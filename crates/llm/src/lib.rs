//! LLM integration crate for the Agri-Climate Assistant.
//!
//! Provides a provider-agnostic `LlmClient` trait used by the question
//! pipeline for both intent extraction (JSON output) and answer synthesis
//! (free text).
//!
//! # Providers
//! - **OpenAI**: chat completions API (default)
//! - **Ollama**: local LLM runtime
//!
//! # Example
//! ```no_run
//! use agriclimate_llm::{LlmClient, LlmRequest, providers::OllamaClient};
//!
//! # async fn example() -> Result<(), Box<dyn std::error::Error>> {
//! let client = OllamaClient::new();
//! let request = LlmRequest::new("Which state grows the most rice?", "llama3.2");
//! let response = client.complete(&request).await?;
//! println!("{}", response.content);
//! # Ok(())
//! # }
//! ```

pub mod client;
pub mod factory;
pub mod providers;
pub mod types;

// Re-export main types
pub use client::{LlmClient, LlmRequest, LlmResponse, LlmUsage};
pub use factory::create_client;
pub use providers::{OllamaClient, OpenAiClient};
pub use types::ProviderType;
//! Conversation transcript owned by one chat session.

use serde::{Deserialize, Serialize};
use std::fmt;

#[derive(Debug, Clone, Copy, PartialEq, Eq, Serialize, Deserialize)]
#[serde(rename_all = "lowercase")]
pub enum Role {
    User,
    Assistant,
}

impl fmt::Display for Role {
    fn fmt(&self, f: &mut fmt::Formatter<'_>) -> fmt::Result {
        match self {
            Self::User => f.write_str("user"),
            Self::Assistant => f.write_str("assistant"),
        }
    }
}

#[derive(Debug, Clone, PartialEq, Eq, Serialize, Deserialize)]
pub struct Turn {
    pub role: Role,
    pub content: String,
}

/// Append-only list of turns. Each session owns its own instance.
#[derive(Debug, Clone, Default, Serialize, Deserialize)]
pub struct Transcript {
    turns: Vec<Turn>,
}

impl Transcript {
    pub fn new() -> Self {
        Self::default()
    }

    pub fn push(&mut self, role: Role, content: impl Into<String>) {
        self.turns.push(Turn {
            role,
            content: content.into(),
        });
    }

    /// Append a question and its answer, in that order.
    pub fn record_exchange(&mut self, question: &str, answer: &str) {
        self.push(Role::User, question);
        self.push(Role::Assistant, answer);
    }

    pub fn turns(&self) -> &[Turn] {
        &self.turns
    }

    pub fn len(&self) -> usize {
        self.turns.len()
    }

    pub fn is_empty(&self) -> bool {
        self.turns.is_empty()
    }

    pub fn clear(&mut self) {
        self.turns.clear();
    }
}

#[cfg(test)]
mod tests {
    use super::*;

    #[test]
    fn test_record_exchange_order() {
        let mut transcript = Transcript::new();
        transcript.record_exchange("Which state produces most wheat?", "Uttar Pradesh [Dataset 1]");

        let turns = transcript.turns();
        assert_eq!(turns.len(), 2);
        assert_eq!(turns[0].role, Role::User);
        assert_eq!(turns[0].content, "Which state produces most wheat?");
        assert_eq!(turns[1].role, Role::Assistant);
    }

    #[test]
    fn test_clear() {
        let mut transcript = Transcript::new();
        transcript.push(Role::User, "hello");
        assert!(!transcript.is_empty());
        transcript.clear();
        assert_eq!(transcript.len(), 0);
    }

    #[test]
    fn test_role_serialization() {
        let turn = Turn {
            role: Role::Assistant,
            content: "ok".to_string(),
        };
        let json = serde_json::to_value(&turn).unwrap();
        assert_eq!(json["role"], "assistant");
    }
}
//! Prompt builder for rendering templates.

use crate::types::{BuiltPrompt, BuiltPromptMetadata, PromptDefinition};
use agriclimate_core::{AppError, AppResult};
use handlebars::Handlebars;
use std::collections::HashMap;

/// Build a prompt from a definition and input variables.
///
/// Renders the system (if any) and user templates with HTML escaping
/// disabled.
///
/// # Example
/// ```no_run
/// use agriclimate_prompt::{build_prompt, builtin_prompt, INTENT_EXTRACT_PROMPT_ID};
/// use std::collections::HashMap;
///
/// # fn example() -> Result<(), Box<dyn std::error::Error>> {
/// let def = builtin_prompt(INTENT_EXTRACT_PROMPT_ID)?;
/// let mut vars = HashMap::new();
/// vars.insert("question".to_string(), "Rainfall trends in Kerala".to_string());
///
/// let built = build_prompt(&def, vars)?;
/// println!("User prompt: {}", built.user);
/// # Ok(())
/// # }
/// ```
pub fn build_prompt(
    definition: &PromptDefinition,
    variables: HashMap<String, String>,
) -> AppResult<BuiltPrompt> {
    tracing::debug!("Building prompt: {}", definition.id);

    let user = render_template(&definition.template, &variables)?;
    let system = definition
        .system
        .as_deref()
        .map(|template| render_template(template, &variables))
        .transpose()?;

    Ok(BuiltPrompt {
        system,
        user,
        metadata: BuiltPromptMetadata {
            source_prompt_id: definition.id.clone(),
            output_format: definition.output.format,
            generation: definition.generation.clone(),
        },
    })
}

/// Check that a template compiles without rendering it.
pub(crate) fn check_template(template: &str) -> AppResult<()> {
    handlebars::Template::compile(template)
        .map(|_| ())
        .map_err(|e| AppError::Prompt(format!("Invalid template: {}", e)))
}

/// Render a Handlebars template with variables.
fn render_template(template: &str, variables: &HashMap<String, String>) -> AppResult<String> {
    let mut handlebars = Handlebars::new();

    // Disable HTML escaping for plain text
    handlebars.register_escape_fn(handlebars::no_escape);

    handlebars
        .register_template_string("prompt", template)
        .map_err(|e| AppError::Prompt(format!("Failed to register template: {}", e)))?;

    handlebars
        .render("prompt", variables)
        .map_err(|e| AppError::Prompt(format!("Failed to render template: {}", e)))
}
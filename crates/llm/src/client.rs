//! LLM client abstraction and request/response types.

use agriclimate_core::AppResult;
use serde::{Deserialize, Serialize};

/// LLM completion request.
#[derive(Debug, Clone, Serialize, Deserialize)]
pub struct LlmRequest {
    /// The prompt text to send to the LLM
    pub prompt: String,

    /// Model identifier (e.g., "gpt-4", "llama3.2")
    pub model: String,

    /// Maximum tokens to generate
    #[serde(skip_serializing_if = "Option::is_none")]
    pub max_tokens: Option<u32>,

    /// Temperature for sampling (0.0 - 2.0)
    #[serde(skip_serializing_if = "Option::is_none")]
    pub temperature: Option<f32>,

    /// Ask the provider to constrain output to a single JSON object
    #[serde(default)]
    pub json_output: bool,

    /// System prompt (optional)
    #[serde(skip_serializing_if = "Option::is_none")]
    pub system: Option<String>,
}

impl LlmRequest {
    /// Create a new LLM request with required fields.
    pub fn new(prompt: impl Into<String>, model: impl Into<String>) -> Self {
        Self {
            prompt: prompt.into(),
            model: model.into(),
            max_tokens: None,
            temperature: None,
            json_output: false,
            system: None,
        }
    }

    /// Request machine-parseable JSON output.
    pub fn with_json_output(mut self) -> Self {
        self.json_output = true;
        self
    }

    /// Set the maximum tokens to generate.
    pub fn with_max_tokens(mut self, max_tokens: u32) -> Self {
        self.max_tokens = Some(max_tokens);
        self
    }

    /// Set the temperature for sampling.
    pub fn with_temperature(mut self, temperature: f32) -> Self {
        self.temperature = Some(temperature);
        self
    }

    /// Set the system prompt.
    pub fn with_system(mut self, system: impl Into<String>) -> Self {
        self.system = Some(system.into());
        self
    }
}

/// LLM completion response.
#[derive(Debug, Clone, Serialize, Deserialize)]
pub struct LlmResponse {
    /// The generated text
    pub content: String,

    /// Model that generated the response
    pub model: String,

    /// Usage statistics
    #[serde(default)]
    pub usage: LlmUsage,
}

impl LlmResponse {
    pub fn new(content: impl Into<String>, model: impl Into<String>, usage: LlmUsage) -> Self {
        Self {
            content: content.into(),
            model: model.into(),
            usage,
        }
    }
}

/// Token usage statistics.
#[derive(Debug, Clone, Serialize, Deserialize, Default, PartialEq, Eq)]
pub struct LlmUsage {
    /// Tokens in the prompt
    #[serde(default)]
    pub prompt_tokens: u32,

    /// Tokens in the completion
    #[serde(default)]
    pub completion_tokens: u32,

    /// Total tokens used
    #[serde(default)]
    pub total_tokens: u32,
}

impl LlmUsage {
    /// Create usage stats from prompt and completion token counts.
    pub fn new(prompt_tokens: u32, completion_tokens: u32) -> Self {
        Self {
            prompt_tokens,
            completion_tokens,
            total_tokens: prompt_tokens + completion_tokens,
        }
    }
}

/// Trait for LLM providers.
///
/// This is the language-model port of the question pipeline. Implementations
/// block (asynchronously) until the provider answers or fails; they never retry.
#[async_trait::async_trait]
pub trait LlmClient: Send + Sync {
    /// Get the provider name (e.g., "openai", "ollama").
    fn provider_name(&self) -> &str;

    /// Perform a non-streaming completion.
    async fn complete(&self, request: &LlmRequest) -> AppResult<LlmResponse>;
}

● ● ● ●

### WORK ORDER
From the records above, extract exactly and only the lines that begin at the line with "temperature for sampling." and stop after the line with "pub fn with_system(mut".

### ANSWER TO THIS PROBLEM
    /// Set the temperature for sampling.
    pub fn with_temperature(mut self, temperature: f32) -> Self {
        self.temperature = Some(temperature);
        self
    }

    /// Set the system prompt.
    pub fn with_system(mut self, system: impl Into<String>) -> Self {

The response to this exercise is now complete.